**How to complete this task**
Would you retype the records below exactly as they appear?

___

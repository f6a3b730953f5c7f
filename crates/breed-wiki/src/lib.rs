//! Resolves dog-breed names from a tabular dataset to Wikipedia articles
//! harvested from the "List of dog breeds" page.

pub mod config;
pub mod error;
pub mod matching;
pub mod report;
pub mod sources;
pub mod telemetry;
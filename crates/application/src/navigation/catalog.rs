use clinica_core::AppResult;
use clinica_domain::{Capability, NavigationItem, Role};

const FULL: &[Role] = &[Role::Owner, Role::Admin];
const PLATFORM: &[Role] = &[Role::SuperAdmin];

/// Returns the product sidebar before any per-user filtering.
pub fn clinic_navigation() -> AppResult<Vec<NavigationItem>> {
    let company = Role::company_roles();

    Ok(vec![
        NavigationItem::new("admin_panel", "Painel Admin", Some("/admin"), PLATFORM)?
            .with_icon("activity"),
        NavigationItem::new("admin_leads", "Leads", Some("/admin/leads"), PLATFORM)?
            .with_icon("users"),
        NavigationItem::new("admin_companies", "Empresas", Some("/admin/empresas"), PLATFORM)?
            .with_icon("building-2"),
        NavigationItem::new("home", "Inicial", Some("/"), company)?.with_icon("layout-dashboard"),
        NavigationItem::new("agenda", "Agenda", Some("/agenda"), company)?
            .with_icon("calendar")
            .with_requirement(Capability::OpenAgenda),
        NavigationItem::new("patients", "Pacientes", Some("/pacientes"), company)?
            .with_icon("heart-pulse")
            .with_requirement(Capability::OpenPatients),
        NavigationItem::new(
            "messages",
            "Mensagens",
            Some("/mensagens"),
            &[Role::Owner, Role::Admin, Role::Atendente, Role::Outro],
        )?
        .with_icon("message-circle"),
        NavigationItem::new(
            "reports",
            "Relatórios",
            Some("/relatorios"),
            &[Role::Owner, Role::Admin, Role::Outro],
        )?
        .with_icon("bar-chart-3")
        .with_requirement(Capability::FullFinancials),
        NavigationItem::new("settings", "Configurações", None, FULL)?
            .with_icon("settings")
            .with_children(settings_entries()?),
        NavigationItem::new("help", "Ajuda", Some("/ajuda"), company)?.with_icon("help-circle"),
    ])
}

fn settings_entries() -> AppResult<Vec<NavigationItem>> {
    let company = Role::company_roles();

    Ok(vec![
        NavigationItem::new("settings_general", "Geral", Some("/configuracoes"), FULL)?
            .with_icon("settings"),
        NavigationItem::new(
            "professionals",
            "Profissionais",
            Some("/profissionais"),
            &[Role::Owner, Role::Admin, Role::Outro],
        )?
        .with_icon("user-check")
        .with_requirement(Capability::ProfessionalsMenu),
        NavigationItem::new("services", "Serviços", Some("/servicos"), company)?
            .with_icon("package")
            .with_requirement(Capability::OpenServices),
        NavigationItem::new("users", "Usuários", Some("/usuarios"), FULL)?.with_icon("users"),
        NavigationItem::new(
            "anamnesis_templates",
            "Modelos de anamnese",
            Some("/configuracoes/modelos-anamnese"),
            FULL,
        )?
        .with_icon("file-text"),
        NavigationItem::new("plan", "Plano", Some("/plano"), FULL)?.with_icon("credit-card"),
        NavigationItem::new("profile", "Meu Perfil", Some("/perfil"), company)?
            .with_icon("user"),
    ])
}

___

**Answer space**
repository f6a3b730953f5c7f
filename crates/breed-wiki/src/lib.rs
//! Resolves dog-breed names from a tabular dataset to Wikipedia articles
//! harvested from the "List of dog breeds" page.

pub mod config;
pub mod error;
pub mod matching;
pub mod report;
pub mod sources;
pub mod telemetry;
filename crates/application/src/navigation/catalog.rs
use clinica_core::AppResult;
use clinica_domain::{Capability, NavigationItem, Role};

const FULL: &[Role] = &[Role::Owner, Role::Admin];
const PLATFORM: &[Role] = &[Role::SuperAdmin];

/// Returns the product sidebar before any per-user filtering.
pub fn clinic_navigation() -> AppResult<Vec<NavigationItem>> {
    let company = Role::company_roles();

    Ok(vec![
        NavigationItem::new("admin_panel", "Painel Admin", Some("/admin"), PLATFORM)?
            .with_icon("activity"),
        NavigationItem::new("admin_leads", "Leads", Some("/admin/leads"), PLATFORM)?
            .with_icon("users"),
        NavigationItem::new("admin_companies", "Empresas", Some("/admin/empresas"), PLATFORM)?
            .with_icon("building-2"),
        NavigationItem::new("home", "Inicial", Some("/"), company)?.with_icon("layout-dashboard"),
        NavigationItem::new("agenda", "Agenda", Some("/agenda"), company)?
            .with_icon("calendar")
            .with_requirement(Capability::OpenAgenda),
        NavigationItem::new("patients", "Pacientes", Some("/pacientes"), company)?
            .with_icon("heart-pulse")
            .with_requirement(Capability::OpenPatients),
        NavigationItem::new(
            "messages",
            "Mensagens",
            Some("/mensagens"),
            &[Role::Owner, Role::Admin, Role::Atendente, Role::Outro],
        )?
        .with_icon("message-circle"),
        NavigationItem::new(
            "reports",
            "Relatórios",
            Some("/relatorios"),
            &[Role::Owner, Role::Admin, Role::Outro],
        )?
        .with_icon("bar-chart-3")
        .with_requirement(Capability::FullFinancials),
        NavigationItem::new("settings", "Configurações", None, FULL)?
            .with_icon("settings")
            .with_children(settings_entries()?),
        NavigationItem::new("help", "Ajuda", Some("/ajuda"), company)?.with_icon("help-circle"),
    ])
}

fn settings_entries() -> AppResult<Vec<NavigationItem>> {
    let company = Role::company_roles();

    Ok(vec![
        NavigationItem::new("settings_general", "Geral", Some("/configuracoes"), FULL)?
            .with_icon("settings"),
        NavigationItem::new(
            "professionals",
            "Profissionais",
            Some("/profissionais"),
            &[Role::Owner, Role::Admin, Role::Outro],
        )?
        .with_icon("user-check")
        .with_requirement(Capability::ProfessionalsMenu),
        NavigationItem::new("services", "Serviços", Some("/servicos"), company)?
            .with_icon("package")
            .with_requirement(Capability::OpenServices),
        NavigationItem::new("users", "Usuários", Some("/usuarios"), FULL)?.with_icon("users"),
        NavigationItem::new(
            "anamnesis_templates",
            "Modelos de anamnese",
            Some("/configuracoes/modelos-anamnese"),
            FULL,
        )?
        .with_icon("file-text"),
        NavigationItem::new("plan", "Plano", Some("/plano"), FULL)?.with_icon("credit-card"),
        NavigationItem::new("profile", "Meu Perfil", Some("/perfil"), company)?
            .with_icon("user"),
    ])
}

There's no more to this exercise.